Problem details:
All lines in the records below that hold "Clone" are to be shown.

====================

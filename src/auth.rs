use std::sync::LazyLock;

use argon2::{
    Argon2, PasswordVerifier,
    password_hash::{PasswordHash, PasswordHasher, SaltString, rand_core::OsRng},
};
use axum::{RequestPartsExt, extract::FromRequestParts, http::request::Parts};
use axum_extra::{
    TypedHeader,
    headers::{Authorization, authorization::Bearer},
};
use jsonwebtoken::{DecodingKey, EncodingKey, Header, Validation, decode, encode};
use serde::{Deserialize, Serialize};
use sqlx::SqlitePool;
use utoipa::ToSchema;

use crate::error::{Error, Result};
use crate::server::AppState;

#[derive(Debug, Clone, Copy, PartialEq, Eq, Serialize, Deserialize, sqlx::Type, ToSchema)]
#[serde(rename_all = "lowercase")]
#[sqlx(rename_all = "lowercase")]
pub enum Role {
    Admin,
    Instructor,
    Student,
}

/// Authenticated caller, resolved from a bearer token plus a profile lookup.
/// Treated as trusted input by every domain operation.
#[derive(Debug, Clone, Serialize, sqlx::FromRow, ToSchema)]
pub struct Principal {
    pub id: i64,
    pub school_id: i64,
    pub role: Role,
}

#[derive(Debug, Serialize, sqlx::FromRow, ToSchema)]
pub struct UserInfo {
    pub id: i64,
    pub school_id: i64,
    pub role: Role,
    pub name: String,
    pub email: String,
    pub instructor_id: Option<i64>,
}

pub fn hash_password(password: &str) -> Result<String> {
    let salt = SaltString::generate(&mut OsRng);
    let hash = Argon2::default()
        .hash_password(password.as_bytes(), &salt)
        .map_err(|e| Error::Unexpected(anyhow::anyhow!("failed to hash password: {e}")))?
        .to_string();
    Ok(hash)
}

fn verify_password(password: &str, hash: &str) -> Result<()> {
    let parsed_hash = PasswordHash::new(hash)
        .map_err(|e| Error::Unexpected(anyhow::anyhow!("failed to parse password hash: {e}")))?;
    Argon2::default()
        .verify_password(password.as_bytes(), &parsed_hash)
        .map_err(|_| Error::Unauthenticated)
}

pub async fn create_user(
    database: &SqlitePool,
    school_id: i64,
    role: Role,
    name: String,
    email: String,
    password: String,
    instructor_id: Option<i64>,
) -> Result<i64> {
    if name.trim().is_empty() || email.trim().is_empty() {
        return Err(Error::validation("name and email are required"));
    }
    if password.len() < 6 {
        return Err(Error::validation("password must be at least 6 characters"));
    }
    if instructor_id.is_some() && role != Role::Student {
        return Err(Error::validation("only students can have an assigned instructor"));
    }
    let password_hash = hash_password(&password)?;
    let user = sqlx::query(
        "INSERT INTO users (school_id, role, name, email, password, instructor_id) \
         VALUES (?, ?, ?, ?, ?, ?)",
    )
    .bind(school_id)
    .bind(role)
    .bind(name)
    .bind(&email)
    .bind(password_hash)
    .bind(instructor_id)
    .execute(database)
    .await
    .map_err(|e| match Error::from(e) {
        Error::Conflict(_) => Error::conflict(format!("email {email} is already registered")),
        other => other,
    })?;
    Ok(user.last_insert_rowid())
}

pub async fn get_user(database: &SqlitePool, id: i64) -> Result<UserInfo> {
    sqlx::query_as::<_, UserInfo>(
        "SELECT id, school_id, role, name, email, instructor_id FROM users WHERE id = ?",
    )
    .bind(id)
    .fetch_optional(database)
    .await?
    .ok_or(Error::NotFound("user"))
}

pub async fn list_users(
    database: &SqlitePool,
    school_id: i64,
    role: Option<Role>,
) -> Result<Vec<UserInfo>> {
    let users = match role {
        Some(role) => {
            sqlx::query_as::<_, UserInfo>(
                "SELECT id, school_id, role, name, email, instructor_id FROM users \
                 WHERE school_id = ? AND role = ? ORDER BY name ASC",
            )
            .bind(school_id)
            .bind(role)
            .fetch_all(database)
            .await?
        }
        None => {
            sqlx::query_as::<_, UserInfo>(
                "SELECT id, school_id, role, name, email, instructor_id FROM users \
                 WHERE school_id = ? ORDER BY name ASC",
            )
            .bind(school_id)
            .fetch_all(database)
            .await?
        }
    };
    Ok(users)
}

/// Assign an instructor to a student. Both must belong to the given school
/// and carry the expected roles.
pub async fn assign_instructor(
    database: &SqlitePool,
    school_id: i64,
    student_id: i64,
    instructor_id: i64,
) -> Result<()> {
    let student = get_user(database, student_id).await?;
    if student.school_id != school_id || student.role != Role::Student {
        return Err(Error::NotFound("student"));
    }
    let instructor = get_user(database, instructor_id).await?;
    if instructor.school_id != school_id || instructor.role != Role::Instructor {
        return Err(Error::NotFound("instructor"));
    }
    sqlx::query("UPDATE users SET instructor_id = ? WHERE id = ?")
        .bind(instructor_id)
        .bind(student_id)
        .execute(database)
        .await?;
    Ok(())
}

static JWT_SECRET: LazyLock<Vec<u8>> = LazyLock::new(|| {
    let _ = dotenvy::dotenv();
    dotenvy::var("JWT_SECRET")
        .expect("JWT_SECRET must be set")
        .as_bytes()
        .to_vec()
});

#[derive(Debug, Serialize, Deserialize)]
struct Claims {
    sub: i64,
    exp: i64,
}

pub async fn login(
    database: &SqlitePool,
    email: String,
    password: String,
    expired_time: time::Duration,
) -> Result<String> {
    let user = sqlx::query_as::<_, (i64, String)>("SELECT id, password FROM users WHERE email = ?")
        .bind(email)
        .fetch_optional(database)
        .await?
        .ok_or(Error::Unauthenticated)?;
    verify_password(&password, &user.1)?;
    let exp = (time::OffsetDateTime::now_utc() + expired_time).unix_timestamp();
    let claims = Claims { sub: user.0, exp };
    let token = encode(
        &Header::default(),
        &claims,
        &EncodingKey::from_secret(&JWT_SECRET),
    )
    .map_err(|e| Error::Unexpected(e.into()))?;
    Ok(token)
}

pub fn verify_token(token: &str) -> Result<i64> {
    let claims = decode::<Claims>(
        token,
        &DecodingKey::from_secret(&JWT_SECRET),
        &Validation::default(),
    )
    .map_err(|_| Error::Unauthenticated)?
    .claims;
    Ok(claims.sub)
}

impl FromRequestParts<AppState> for Principal {
    type Rejection = Error;

    async fn from_request_parts(parts: &mut Parts, state: &AppState) -> Result<Self> {
        let TypedHeader(Authorization(bearer)) = parts
            .extract::<TypedHeader<Authorization<Bearer>>>()
            .await
            .map_err(|_| Error::Unauthenticated)?;
        let user_id = verify_token(bearer.token())?;
        sqlx::query_as::<_, Principal>("SELECT id, school_id, role FROM users WHERE id = ?")
            .bind(user_id)
            .fetch_optional(&state.db)
            .await?
            .ok_or(Error::Unauthenticated)
    }
}

#[cfg(test)]
mod tests {
    use super::*;
    use crate::test_util;

    #[tokio::test]
    async fn test_login_roundtrip() {
        unsafe { std::env::set_var("JWT_SECRET", "test-secret") };
        let db = test_util::memory_pool().await;
        let school_id = test_util::seed_school(&db).await;
        let id = create_user(
            &db,
            school_id,
            Role::Student,
            "Ada".into(),
            "ada@example.com".into(),
            "secret1".into(),
            None,
        )
        .await
        .unwrap();
        let token = login(
            &db,
            "ada@example.com".into(),
            "secret1".into(),
            time::Duration::hours(1),
        )
        .await
        .unwrap();
        assert_eq!(verify_token(&token).unwrap(), id);
    }

    #[tokio::test]
    async fn test_login_wrong_password() {
        unsafe { std::env::set_var("JWT_SECRET", "test-secret") };
        let db = test_util::memory_pool().await;
        let school_id = test_util::seed_school(&db).await;
        create_user(
            &db,
            school_id,
            Role::Student,
            "Ada".into(),
            "ada@example.com".into(),
            "secret1".into(),
            None,
        )
        .await
        .unwrap();
        let err = login(
            &db,
            "ada@example.com".into(),
            "wrong".into(),
            time::Duration::hours(1),
        )
        .await
        .unwrap_err();
        assert!(matches!(err, Error::Unauthenticated));
    }

    #[tokio::test]
    async fn test_duplicate_email_conflicts() {
        let db = test_util::memory_pool().await;
        let school_id = test_util::seed_school(&db).await;
        create_user(
            &db,
            school_id,
            Role::Student,
            "Ada".into(),
            "ada@example.com".into(),
            "secret1".into(),
            None,
        )
        .await
        .unwrap();
        let err = create_user(
            &db,
            school_id,
            Role::Instructor,
            "Bob".into(),
            "ada@example.com".into(),
            "secret2".into(),
            None,
        )
        .await
        .unwrap_err();
        assert!(matches!(err, Error::Conflict(_)));
    }
}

====================

Result:
#[derive(Debug, Clone, Copy, PartialEq, Eq, Serialize, Deserialize, sqlx::Type, ToSchema)]
#[derive(Debug, Clone, Serialize, sqlx::FromRow, ToSchema)]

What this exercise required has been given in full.